ACTION ITEM ->
If a line contains the word "None", include it in the count; state how many such lines the listing has and nothing else.

TASK MATERIAL ->
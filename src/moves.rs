//! Blank moves and their effect on boards.
//!
//! A move is named after the direction the blank travels: `L` slides the
//! tile left of the blank one cell to the right, and so on.

use std::fmt;

use crate::board::{Board, Coord, CoordTable, SIDE};

/// Direction the blank moves in.
#[derive(Clone, Copy, Debug, PartialEq, Eq, Hash)]
pub enum Direction {
    Left,
    Right,
    Up,
    Down,
}

impl Direction {
    /// Expansion order: children are generated Left, Right, Up, Down.
    pub const ALL: [Self; 4] = [Self::Left, Self::Right, Self::Up, Self::Down];

    /// Single-letter symbol used in result files.
    pub const fn symbol(self) -> char {
        match self {
            Self::Left => 'L',
            Self::Right => 'R',
            Self::Up => 'U',
            Self::Down => 'D',
        }
    }

    /// Parses a symbol produced by [`Direction::symbol`].
    pub fn from_symbol(symbol: char) -> Option<Self> {
        match symbol {
            'L' => Some(Self::Left),
            'R' => Some(Self::Right),
            'U' => Some(Self::Up),
            'D' => Some(Self::Down),
            _ => None,
        }
    }

    /// The move that undoes this one.
    pub const fn opposite(self) -> Self {
        match self {
            Self::Left => Self::Right,
            Self::Right => Self::Left,
            Self::Up => Self::Down,
            Self::Down => Self::Up,
        }
    }

    /// Cell the blank lands on when it moves from `blank`, or `None` when the
    /// blank already sits on the board edge in this direction.
    #[inline]
    pub fn step(self, (row, col): Coord) -> Option<Coord> {
        const LAST: u8 = SIDE as u8 - 1;
        match self {
            Self::Left if col != 0 => Some((row, col - 1)),
            Self::Right if col != LAST => Some((row, col + 1)),
            Self::Up if row != 0 => Some((row - 1, col)),
            Self::Down if row != LAST => Some((row + 1, col)),
            _ => None,
        }
    }
}

impl fmt::Display for Direction {
    fn fmt(&self, f: &mut fmt::Formatter<'_>) -> fmt::Result {
        write!(f, "{}", self.symbol())
    }
}

/// Moves the blank on a coordinate table in place.
///
/// `board` must be the board the table describes; it is used to find which
/// tile the blank trades places with. Returns the displaced tile, or `None`
/// (table untouched) when the move is blocked by the edge. Swapping entry 0
/// with the returned tile's entry undoes the move.
#[inline]
pub fn swap_in_table(table: &mut CoordTable, board: &Board, direction: Direction) -> Option<u8> {
    let blank = table[0];
    let target = direction.step(blank)?;
    let neighbor = board.tile_at(target);
    table.swap(0, neighbor as usize);
    Some(neighbor)
}

/// Returns the board after moving the blank, or `None` if the move is blocked.
pub fn apply(board: &Board, direction: Direction) -> Option<Board> {
    let blank = board.blank();
    let target = direction.step(blank)?;
    let mut moved = *board;
    moved.swap(blank, target);
    Some(moved)
}

/// Applies `moves` in order, stopping at the first blocked move.
pub fn replay(board: &Board, moves: &[Direction]) -> Option<Board> {
    moves
        .iter()
        .try_fold(*board, |current, &direction| apply(&current, direction))
}

/// Formats moves as space-separated symbols, e.g. `"R R U"`.
pub fn format_moves(moves: &[Direction]) -> String {
    moves
        .iter()
        .map(|direction| direction.symbol().to_string())
        .collect::<Vec<_>>()
        .join(" ")
}

#[cfg(test)]
mod tests {
    use super::*;
    use crate::board::{from_coordinates, to_coordinates};

    #[test]
    fn test_symbol_roundtrip() {
        for direction in Direction::ALL {
            assert_eq!(Direction::from_symbol(direction.symbol()), Some(direction));
        }
        assert_eq!(Direction::from_symbol('X'), None);
    }

    #[test]
    fn test_blank_in_corner_has_two_moves() {
        let allowed: Vec<Direction> = Direction::ALL
            .into_iter()
            .filter(|direction| direction.step((3, 3)).is_some())
            .collect();
        assert_eq!(allowed, vec![Direction::Left, Direction::Up]);
    }

    #[test]
    fn test_blank_in_center_has_four_moves() {
        for direction in Direction::ALL {
            assert!(direction.step((1, 2)).is_some(), "{direction} should be open");
        }
    }

    #[test]
    fn test_apply_moves_neighbor_into_blank() {
        let moved = apply(&Board::SOLVED, Direction::Left).unwrap();
        assert_eq!(moved.blank(), (3, 2));
        assert_eq!(moved.tile_at((3, 3)), 15);
        assert_eq!(apply(&Board::SOLVED, Direction::Right), None);
    }

    #[test]
    fn test_opposite_undoes_move() {
        for direction in [Direction::Left, Direction::Up] {
            let there = apply(&Board::SOLVED, direction).unwrap();
            let back = apply(&there, direction.opposite()).unwrap();
            assert_eq!(back, Board::SOLVED);
        }
    }

    #[test]
    fn test_table_swap_agrees_with_board_apply() {
        for direction in [Direction::Left, Direction::Up] {
            let mut table = to_coordinates(&Board::SOLVED);
            let neighbor = swap_in_table(&mut table, &Board::SOLVED, direction).unwrap();
            assert_eq!(
                Some(from_coordinates(&table)),
                apply(&Board::SOLVED, direction)
            );

            table.swap(0, neighbor as usize);
            assert_eq!(table, to_coordinates(&Board::SOLVED));
        }
    }

    #[test]
    fn test_blocked_table_swap_leaves_table_alone() {
        let mut table = to_coordinates(&Board::SOLVED);
        assert_eq!(swap_in_table(&mut table, &Board::SOLVED, Direction::Down), None);
        assert_eq!(table, to_coordinates(&Board::SOLVED));
    }

    #[test]
    fn test_replay_stops_on_blocked_move() {
        let moves = [Direction::Left, Direction::Left, Direction::Up];
        let moved = replay(&Board::SOLVED, &moves).unwrap();
        assert_eq!(moved.blank(), (2, 1));
        assert_eq!(replay(&Board::SOLVED, &[Direction::Down]), None);
    }

    #[test]
    fn test_format_moves() {
        assert_eq!(format_moves(&[Direction::Right, Direction::Up]), "R U");
        assert_eq!(format_moves(&[]), "");
    }
}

TASK ANSWER ->
9